Kael’s hand reached for his sister’s, slick with blood and soot. “Kira…”
She blinked slowly, her lips split from the beatings, her body broken in too many places. “I’m still here.”
Their foster father had said he’d stop. Their foster mother had said it was “discipline.” The social workers didn’t listen. The priest turned his face away. The principal told them not to "cause problems." And the people who should have protected them—the ones who were supposed to save children like them—had looked the other way.

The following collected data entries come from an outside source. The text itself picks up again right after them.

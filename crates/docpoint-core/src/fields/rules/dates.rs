//! Date extraction.

use super::patterns::DATE_PATTERNS;
use super::{FieldExtractor, find_first};

/// Date field extractor.
///
/// Values are returned exactly as they appear in the document; no
/// normalization to a calendar date is attempted.
pub struct DateExtractor;

impl DateExtractor {
    pub fn new() -> Self {
        Self
    }
}

impl Default for DateExtractor {
    fn default() -> Self {
        Self::new()
    }
}

impl FieldExtractor for DateExtractor {
    type Output = String;

    fn extract(&self, text: &str) -> Option<Self::Output> {
        find_first(&DATE_PATTERNS, text)
    }
}

/// First date in `text`, or an empty string.
pub fn extract_date(text: &str) -> String {
    DateExtractor::new().extract(text).unwrap_or_default()
}
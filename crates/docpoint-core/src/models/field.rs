//! Field request/result types shared by both matching modes.

use serde::{Deserialize, Serialize};

/// A data point the caller wants extracted.
#[derive(Debug, Clone, PartialEq, Eq, Serialize, Deserialize)]
pub struct FieldRequest {
    /// Field name, echoed back unchanged in the result.
    pub name: String,

    /// Free-text description (used by proximity matching only).
    #[serde(default)]
    pub description: String,
}

impl FieldRequest {
    /// A request with no description.
    pub fn named(name: impl Into<String>) -> Self {
        Self {
            name: name.into(),
            description: String::new(),
        }
    }

    /// A request with a description.
    pub fn described(name: impl Into<String>, description: impl Into<String>) -> Self {
        Self {
            name: name.into(),
            description: description.into(),
        }
    }

    /// Parse the `name=description` form used on the command line.
    pub fn parse_spec(spec: &str) -> Self {
        match spec.split_once('=') {
            Some((name, description)) => Self::described(name.trim(), description.trim()),
            None => Self::named(spec.trim()),
        }
    }
}

/// Extracted value for one requested field.
#[derive(Debug, Clone, PartialEq, Serialize, Deserialize)]
pub struct FieldResult {
    /// Name of the requested field.
    pub name: String,

    /// Extracted value (empty when nothing matched).
    pub value: String,

    /// Heuristic confidence in `[0.0, 0.95]`, absent when not modeled.
    #[serde(default, skip_serializing_if = "Option::is_none")]
    pub confidence: Option<f64>,
}

impl FieldResult {
    /// A result without a confidence score.
    pub fn new(name: impl Into<String>, value: impl Into<String>) -> Self {
        Self {
            name: name.into(),
            value: value.into(),
            confidence: None,
        }
    }

    /// Attach a confidence score.
    pub fn with_confidence(mut self, confidence: f64) -> Self {
        self.confidence = Some(confidence);
        self
    }

    /// Empty result for a field that matched nothing.
    pub fn empty(name: impl Into<String>) -> Self {
        Self::new(name, String::new())
    }

    /// Whether a value was found.
    pub fn is_found(&self) -> bool {
        !self.value.is_empty()
    }
}

/// Which matcher resolves fields, and with it which error policy applies.
#[derive(Debug, Clone, Copy, Default, PartialEq, Eq, Serialize, Deserialize)]
#[serde(rename_all = "lowercase")]
pub enum ExtractionMode {
    /// Keyword classification plus regex strategies. PDF failures are errors.
    #[default]
    Pattern,
    /// Sentence scoring by keyword overlap. PDF failures degrade to empty text.
    Proximity,
}

impl std::fmt::Display for ExtractionMode {
    fn fmt(&self, f: &mut std::fmt::Formatter<'_>) -> std::fmt::Result {
        match self {
            ExtractionMode::Pattern => write!(f, "pattern"),
            ExtractionMode::Proximity => write!(f, "proximity"),
        }
    }
}

#[cfg(test)]
mod tests {
    use super::*;
    use pretty_assertions::assert_eq;

    #[test]
    fn test_parse_spec() {
        assert_eq!(FieldRequest::parse_spec("total"), FieldRequest::named("total"));
        assert_eq!(
            FieldRequest::parse_spec("invoice_total = Grand total including tax"),
            FieldRequest::described("invoice_total", "Grand total including tax")
        );
    }

    #[test]
    fn test_result_serialization_skips_missing_confidence() {
        let json = serde_json::to_value(FieldResult::new("client", "Acme Corp")).unwrap();
        assert_eq!(json, serde_json::json!({"name": "client", "value": "Acme Corp"}));

        let json = serde_json::to_value(FieldResult::empty("x").with_confidence(0.0)).unwrap();
        assert_eq!(json, serde_json::json!({"name": "x", "value": "", "confidence": 0.0}));
    }

    #[test]
    fn test_request_description_defaults_to_empty() {
        let req: FieldRequest = serde_json::from_str(r#"{"name": "total"}"#).unwrap();
        assert_eq!(req.description, "");
    }
}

So the twins stopped speaking. And the world stopped caring.
Until tonight.
Until their foster father came home drunk again, rage bubbling like a poison in his veins. Until he dragged Kael by the hair, threw him against the dresser. Until Kira screamed and got the belt. Until he lit the match and tossed it in the corner “for fun.”

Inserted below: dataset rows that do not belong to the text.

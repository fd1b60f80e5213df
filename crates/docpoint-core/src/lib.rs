//! Core library for extracting data points from PDF documents.
//!
//! This crate provides:
//! - PDF text-layer extraction (page by page, via lopdf with a pdf-extract fallback)
//! - Pattern-based field matching (dates, amounts, organizations, labeled values)
//! - Proximity-based field matching with a heuristic confidence score
//! - Configuration shared by the server and CLI

pub mod error;
pub mod fields;
pub mod models;
pub mod pdf;

pub use error::{DocpointError, PdfError, Result};
pub use fields::{
    DocumentExtractor, EntityRecognizer, FieldClassifier, FieldKind, PatternMatcher,
    ProximityMatcher, Recognizer, SuffixRecognizer,
};
pub use models::config::DocpointConfig;
pub use models::field::{ExtractionMode, FieldRequest, FieldResult};
pub use pdf::{PdfExtractor, PdfProcessor};
//! PDF text extraction using lopdf and pdf-extract.

use std::panic::{self, AssertUnwindSafe};

use lopdf::Document;
use tracing::{debug, trace, warn};

use super::{PdfProcessor, Result};
use crate::error::PdfError;

/// PDF text-layer extractor using lopdf.
pub struct PdfExtractor {
    document: Option<Document>,
    raw_data: Vec<u8>,
}

/// Text from a single PDF page.
#[derive(Debug, Clone)]
pub struct PdfPage {
    /// Page number (1-indexed).
    pub number: u32,
    /// Extracted text from this page, trailing whitespace removed.
    pub text: String,
}

impl PdfExtractor {
    /// Create a new PDF extractor.
    pub fn new() -> Self {
        Self {
            document: None,
            raw_data: Vec::new(),
        }
    }

    /// Extract the text of every page in page order.
    ///
    /// A page whose text cannot be decoded yields an empty `text` rather
    /// than failing the whole document.
    pub fn extract_pages(&self) -> Result<Vec<PdfPage>> {
        let doc = self
            .document
            .as_ref()
            .ok_or_else(|| PdfError::Parse("No document loaded".to_string()))?;

        let mut page_numbers: Vec<u32> = doc.get_pages().keys().copied().collect();
        page_numbers.sort_unstable();

        let pages = page_numbers
            .into_iter()
            .map(|number| {
                let text = match doc.extract_text(&[number]) {
                    Ok(text) => text.trim_end().to_string(),
                    Err(e) => {
                        trace!("No text layer on page {}: {}", number, e);
                        String::new()
                    }
                };
                PdfPage { number, text }
            })
            .collect();

        Ok(pages)
    }

    /// Whole-document extraction with pdf-extract, used when lopdf finds no
    /// text on any page.
    ///
    /// pdf-extract panics on some documents lopdf accepts (e.g. a `Type0`
    /// font without `DescendantFonts`); a panic is reported as
    /// [`PdfError::TextExtraction`].
    fn extract_text_fallback(&self) -> Result<String> {
        let outcome = panic::catch_unwind(AssertUnwindSafe(|| {
            pdf_extract::extract_text_from_mem(&self.raw_data)
        }));

        match outcome {
            Ok(Ok(text)) => Ok(text.trim().to_string()),
            Ok(Err(e)) => {
                debug!("pdf-extract fallback failed: {}", e);
                Err(PdfError::TextExtraction(e.to_string()))
            }
            Err(_) => {
                warn!("pdf-extract panicked while reading the document");
                Err(PdfError::TextExtraction(
                    "text extractor panicked on this document".to_string(),
                ))
            }
        }
    }
}

impl Default for PdfExtractor {
    fn default() -> Self {
        Self::new()
    }
}

impl PdfProcessor for PdfExtractor {
    fn load(&mut self, data: &[u8]) -> Result<()> {
        let mut doc = Document::load_mem(data).map_err(|e| PdfError::Parse(e.to_string()))?;

        // Handle PDFs with empty password encryption
        if doc.is_encrypted() {
            if doc.decrypt("").is_err() {
                return Err(PdfError::Encrypted);
            }
            debug!("Decrypted PDF with empty password");

            // Save decrypted document to raw_data for pdf_extract
            let mut decrypted_data = Vec::new();
            doc.save_to(&mut decrypted_data)
                .map_err(|e| PdfError::Parse(format!("Failed to save decrypted PDF: {}", e)))?;
            self.raw_data = decrypted_data;
        } else {
            self.raw_data = data.to_vec();
        }

        let page_count = doc.get_pages().len();
        if page_count == 0 {
            return Err(PdfError::NoPages);
        }

        debug!("Loaded PDF with {} pages", page_count);
        self.document = Some(doc);
        Ok(())
    }

    fn page_count(&self) -> u32 {
        self.document
            .as_ref()
            .map(|doc| doc.get_pages().len() as u32)
            .unwrap_or(0)
    }

    fn extract_text(&self) -> Result<String> {
        let pages = self.extract_pages()?;

        let text = pages
            .iter()
            .filter(|page| !page.text.is_empty())
            .map(|page| page.text.as_str())
            .collect::<Vec<_>>()
            .join("\n");

        if !text.is_empty() {
            debug!("Extracted {} chars from {} pages", text.len(), pages.len());
            return Ok(text);
        }

        debug!("lopdf found no text on {} pages, trying pdf-extract", pages.len());
        self.extract_text_fallback()
    }
}

#[cfg(test)]
mod tests {
    use super::*;

    #[test]
    fn test_pdf_extractor_new() {
        let extractor = PdfExtractor::new();
        assert!(extractor.document.is_none());
        assert_eq!(extractor.page_count(), 0);
    }

    #[test]
    fn test_load_rejects_non_pdf() {
        let mut extractor = PdfExtractor::new();
        let err = extractor.load(b"definitely not a pdf").unwrap_err();
        assert!(matches!(err, PdfError::Parse(_)));
    }

    #[test]
    fn test_extract_without_load() {
        let extractor = PdfExtractor::new();
        assert!(matches!(extractor.extract_text(), Err(PdfError::Parse(_))));
    }
}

Until everything went black.
Kael could feel his body fading. Cold seeped in like a whisper from the grave. But instead of fear, something else stirred inside him. Something… alive.
“You were not meant to die this way.”
The voice echoed from nowhere. A voice like smoke, like burning silk. Male and female all at once.
Kael opened his eyes. The room around him had vanished. He was floating in darkness—inky, starless. Kira’s figure appeared next to him, just as ghostly, just as lost.
“Where are we?” Kira asked, looking down at her own translucent hands.
“A place between,” the voice answered. “A choice awaits you.”
Flames erupted beneath them, not painful, but warm. A light unlike any they’d ever seen illuminated a path forward—twisted, glowing with red sigils, bound in bone and ash.
“You were wronged,” the voice continued. “Tortured. Betrayed. But you are not forgotten.”
“Who are you?” Kael asked. “What is this?”
“A gift,” the voice whispered. “A curse. A chance.”
Kira’s eyes sharpened. “To go back?”
“To return,” the voice said, “not as who you were… but what you must become.”
The path stretched forward, pulsing with hatred and hunger. The smell of brimstone filled their senses. In the distance, Kael could see shadows—faces. Their foster father. The principal. The priest. All the ones who had hurt them. All the ones who had smiled and turned away.
“What would you have us do?” Kira asked.
“Take justice. Make them feel what you felt. Let the flames cleanse what the world would not.”
Kael looked at his sister, his twin. She was no longer the soft-spoken girl hiding behind torn sleeves. Her eyes glowed with something dark and divine.
And he felt it too.
He held out his hand. She took it.
They stepped forward.
Kael woke to the sound of thunder.
But it was not the thunder of rain. It was something deeper—like the crack of ancient bones beneath the earth.
He sat up with a start, his heart pounding. He wasn’t in the burned house anymore. He was lying in a field of black grass, beneath a sky the color of dried blood.
Beside him, Kira rose slowly, her dark hair now streaked with red. Their skin shimmered faintly, marked with glowing sigils that pulsed in rhythm with their breaths.
They had returned.
But not as they were.
Kael’s memories were intact. He could remember dying. The pain. The voice. The choice. But now, his body felt strong. Stronger than ever. His hands glowed faintly when clenched. His anger was no longer a burden—it was power.
Kira stretched her arms. The wind bent around her like it feared her. “We’re not human anymore.”
“No,” Kael said. “We’re something else.”
A whisper floated toward them on the wind, as if the world itself was taking a breath.
Welcome back.
Kira turned to him, her expression unreadable. “Do you remember what he said when he hit you the first time?”
Kael nodded slowly. “‘Boys don’t cry.’”
Kira’s mouth curled into something cold. “Then let’s make him scream.”